[Machine Learning]学习笔记-线性回归

模型

假定有i组输入输出数据。输入变量可以用$x^i$表示，输出变量可以用$y^i$表示，一对$\{x^i,y^i\}$名为训练样本(training example)，它们的集合则名为训练集(training set)。
假定$X$有j个特征，则可以用集合${x^i_1,x^i_2,\dots ,x^i_j}$表示。
为了描述模型，要建立假设方程(hypothesis function) :
$ h:X\to Y$。
$h_\theta (x) = \theta_0 + \theta_1 x_1 + \theta_2 x_2 + \theta_3 x_3 + \cdots + \theta_n x_n$
也可以写成矩阵形式：
$\begin{align*}h_\theta(x) =\begin{bmatrix}\theta_0 \hspace{2em} \theta_1 \hspace{2em} ... \hspace{2em} \theta_n\end{bmatrix}\begin{bmatrix}x_0 \newline x_1 \newline \vdots \newline x_n\end{bmatrix}= \theta^T x\end{align*}$
(备注：一般一维向量都写成列向量)
评价假设方程的准确性，可以用代价函数(cost function)。

代价函数

代价函数可以表示为遍历每个样本，求预测值和实际值的残差平方和的均值。
$J(\theta) = \dfrac {1}{2m} \displaystyle \sum _{i=1}^m \left ( \hat{y}_{i}- y_{i} \right)^2 = \dfrac {1}{2m} \displaystyle \sum _{i=1}^m \left (h_\theta (x_{i}) - y_{i} \right)^2$

显然，代价函数值越小，假设方程越准确。
由此可引入两种方法-梯度下降(Gradient Descent)和正规方程(Normal Equation)来调整参数$\theta$使$J$的值最小。

梯度下降

The gradient descent algorithm is:

repeat until convergence:

$\theta_j := \theta_j - \alpha \frac{\partial}{\partial \theta_j} J(\theta)$

求偏导(舍去m)：
\[\begin{equation*}
\begin{split}
\frac{\partial}{\partial \theta_j} J(\theta) & = \frac{\partial}{\partial \theta_j}\frac{1}{2m}( h_\theta(\boldsymbol{x})-y)^2 \\
& =2\cdot\frac{1}{2m}\cdot( h_\theta(\boldsymbol{x})-y)\cdot\frac{\partial}{\partial \theta_j}( h_\theta(\boldsymbol{x})-y) \\
& = \frac{1}{m}(h_\theta(\boldsymbol{x})-y)\cdot \frac{\partial}{\partial \theta_j}(\sum_{i=0}^{n}\theta_i x_i-y) \\
& =\frac{1}{m} (h_\theta(\boldsymbol{x})-y)x_j \\
\end{split}
\end{equation*}\]
$\alpha$为学习速率(learning rate),对应上图的步长。
对于一条样本，可得：
$\theta_j := \theta_j - \alpha \frac{1}{m} (h_\theta(x^i)-y^i)x_{j}^{i}$

这就是有名的LMS更新原则，也叫Widrow-Hoff学习准则，参数 θ 更新的幅度取决于误差项的大小。从一对样本的情况，我们推导出参数θ
如何更新使得函数可以收敛。事实上，对于含有多个训练样本的情况，有两个方法可以对参数θ 进行更新，一个是 batch model，另外一个是stochastic model。
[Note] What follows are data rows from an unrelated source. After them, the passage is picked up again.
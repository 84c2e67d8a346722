//! Execution plans: an ordered list of steps forming a dependency DAG

use chrono::{DateTime, Utc};
use serde::{Deserialize, Serialize};
use serde_json::Value;
use std::collections::{BTreeMap, HashMap, HashSet};
use thiserror::Error;

/// Structural plan defects found by [`ExecutionPlan::validate`].
#[derive(Debug, Clone, PartialEq, Eq, Error)]
pub enum PlanError {
    #[error("plan has no steps")]
    Empty,

    #[error("duplicate step id: {0}")]
    DuplicateStep(String),

    #[error("step {step} depends on unknown step {dependency}")]
    UnknownDependency { step: String, dependency: String },

    #[error("step {0} depends on itself")]
    SelfDependency(String),

    #[error("dependency cycle through step {0}")]
    Cycle(String),

    #[error("step {step} references unknown tool {tool}")]
    UnknownTool { step: String, tool: String },
}

pub type PlanResult<T> = Result<T, PlanError>;

/// One unit of work: a single tool invocation.
#[derive(Clone, Debug, PartialEq, Serialize, Deserialize)]
pub struct PlanStep {
    pub id: String,
    #[serde(default)]
    pub description: String,
    pub tool_name: String,
    /// Tool input for this step.
    #[serde(default)]
    pub input_schema: Value,
    #[serde(default, skip_serializing_if = "Option::is_none")]
    pub expected_output: Option<Value>,
    /// Steps that must be COMPLETED before this one is dispatched.
    #[serde(default)]
    pub dependencies: Vec<String>,
    #[serde(default, skip_serializing_if = "Option::is_none")]
    pub timeout_ms: Option<u64>,
}

impl PlanStep {
    pub fn new(id: impl Into<String>, tool_name: impl Into<String>) -> Self {
        Self {
            id: id.into(),
            description: String::new(),
            tool_name: tool_name.into(),
            input_schema: Value::Null,
            expected_output: None,
            dependencies: Vec::new(),
            timeout_ms: None,
        }
    }

    pub fn with_description(mut self, description: impl Into<String>) -> Self {
        self.description = description.into();
        self
    }

    pub fn with_input(mut self, input: Value) -> Self {
        self.input_schema = input;
        self
    }

    pub fn depends_on(mut self, dependency: impl Into<String>) -> Self {
        self.dependencies.push(dependency.into());
        self
    }

    pub fn with_timeout_ms(mut self, timeout_ms: u64) -> Self {
        self.timeout_ms = Some(timeout_ms);
        self
    }
}

/// The planner's output.
#[derive(Clone, Debug, PartialEq, Serialize, Deserialize)]
pub struct ExecutionPlan {
    pub goal: String,
    pub steps: Vec<PlanStep>,
    #[serde(default)]
    pub metadata: BTreeMap<String, Value>,
    #[serde(default = "Utc::now")]
    pub created_at: DateTime<Utc>,
}

impl ExecutionPlan {
    pub fn new(goal: impl Into<String>) -> Self {
        Self {
            goal: goal.into(),
            steps: Vec::new(),
            metadata: BTreeMap::new(),
            created_at: Utc::now(),
        }
    }

    pub fn with_step(mut self, step: PlanStep) -> Self {
        self.steps.push(step);
        self
    }

    pub fn step(&self, id: &str) -> Option<&PlanStep> {
        self.steps.iter().find(|s| s.id == id)
    }

    pub fn step_ids(&self) -> impl Iterator<Item = &str> {
        self.steps.iter().map(|s| s.id.as_str())
    }

    /// Check ids, dependency references and acyclicity.
    pub fn validate(&self) -> PlanResult<()> {
        if self.steps.is_empty() {
            return Err(PlanError::Empty);
        }

        let mut ids = HashSet::new();
        for step in &self.steps {
            if !ids.insert(step.id.as_str()) {
                return Err(PlanError::DuplicateStep(step.id.clone()));
            }
        }

        for step in &self.steps {
            for dep in &step.dependencies {
                if dep == &step.id {
                    return Err(PlanError::SelfDependency(step.id.clone()));
                }
                if !ids.contains(dep.as_str()) {
                    return Err(PlanError::UnknownDependency {
                        step: step.id.clone(),
                        dependency: dep.clone(),
                    });
                }
            }
        }

        self.topological_order().map(|_| ())
    }

    /// [`validate`](Self::validate) plus a tool lookup for every step.
    pub fn validate_with_tools(&self, tool_exists: impl Fn(&str) -> bool) -> PlanResult<()> {
        self.validate()?;
        for step in &self.steps {
            if !tool_exists(&step.tool_name) {
                return Err(PlanError::UnknownTool {
                    step: step.id.clone(),
                    tool: step.tool_name.clone(),
                });
            }
        }
        Ok(())
    }

    /// Kahn's algorithm, ties broken by plan order.
    pub fn topological_order(&self) -> PlanResult<Vec<String>> {
        let mut in_degree: HashMap<&str, usize> = self
            .steps
            .iter()
            .map(|s| (s.id.as_str(), s.dependencies.len()))
            .collect();

        let mut order = Vec::with_capacity(self.steps.len());
        let mut placed: HashSet<&str> = HashSet::new();

        while order.len() < self.steps.len() {
            let next = self
                .steps
                .iter()
                .find(|s| !placed.contains(s.id.as_str()) && in_degree[s.id.as_str()] == 0);

            let Some(step) = next else {
                let stuck = self
                    .steps
                    .iter()
                    .find(|s| !placed.contains(s.id.as_str()))
                    .map(|s| s.id.clone())
                    .unwrap_or_default();
                return Err(PlanError::Cycle(stuck));
            };

            placed.insert(step.id.as_str());
            order.push(step.id.clone());
            for other in &self.steps {
                let hits = other.dependencies.iter().filter(|d| *d == &step.id).count();
                if hits > 0 {
                    if let Some(degree) = in_degree.get_mut(other.id.as_str()) {
                        *degree = degree.saturating_sub(hits);
                    }
                }
            }
        }

        Ok(order)
    }
}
(PS:这篇博客介绍的很详细，但最后两个公式的正负号错了。)

batch mode:

每次更新都遍历所有样本
\[
\begin{align*} & \text{repeat until convergence:} \; \lbrace \newline \; & \theta_0 := \theta_0 - \alpha \frac{1}{m} \sum\limits_{i=1}^{m} (h_\theta(x^{(i)}) - y^{(i)}) \cdot x_0^{(i)}\newline \; & \theta_1 := \theta_1 - \alpha \frac{1}{m} \sum\limits_{i=1}^{m} (h_\theta(x^{(i)}) - y^{(i)}) \cdot x_1^{(i)} \newline \; & \theta_2 := \theta_2 - \alpha \frac{1}{m} \sum\limits_{i=1}^{m} (h_\theta(x^{(i)}) - y^{(i)}) \cdot x_2^{(i)} \newline & \cdots \newline \rbrace \end{align*}
\]

特征缩放(Feature Scaling)

在使用梯度下降算法前，最好对每个特征进行归一化操作。
归一化公式：
\[x_j := \dfrac{x_j - \mu_j}{s_j}\]
$\mu_j-样本均值$
$s_j -样本方差$

正规方程

公式

推导过程
$\theta = (X^T X)^{-1}X^T y$

与梯度下降的对比

Gradient Descent	Normal Equation
Need to choose alpha	No need to choose alpha
Needs many iterations	No need to iterate
O (kn2)	O (n3), need to calculate inverse of XTX
Works well when n is large	Slow if n is very large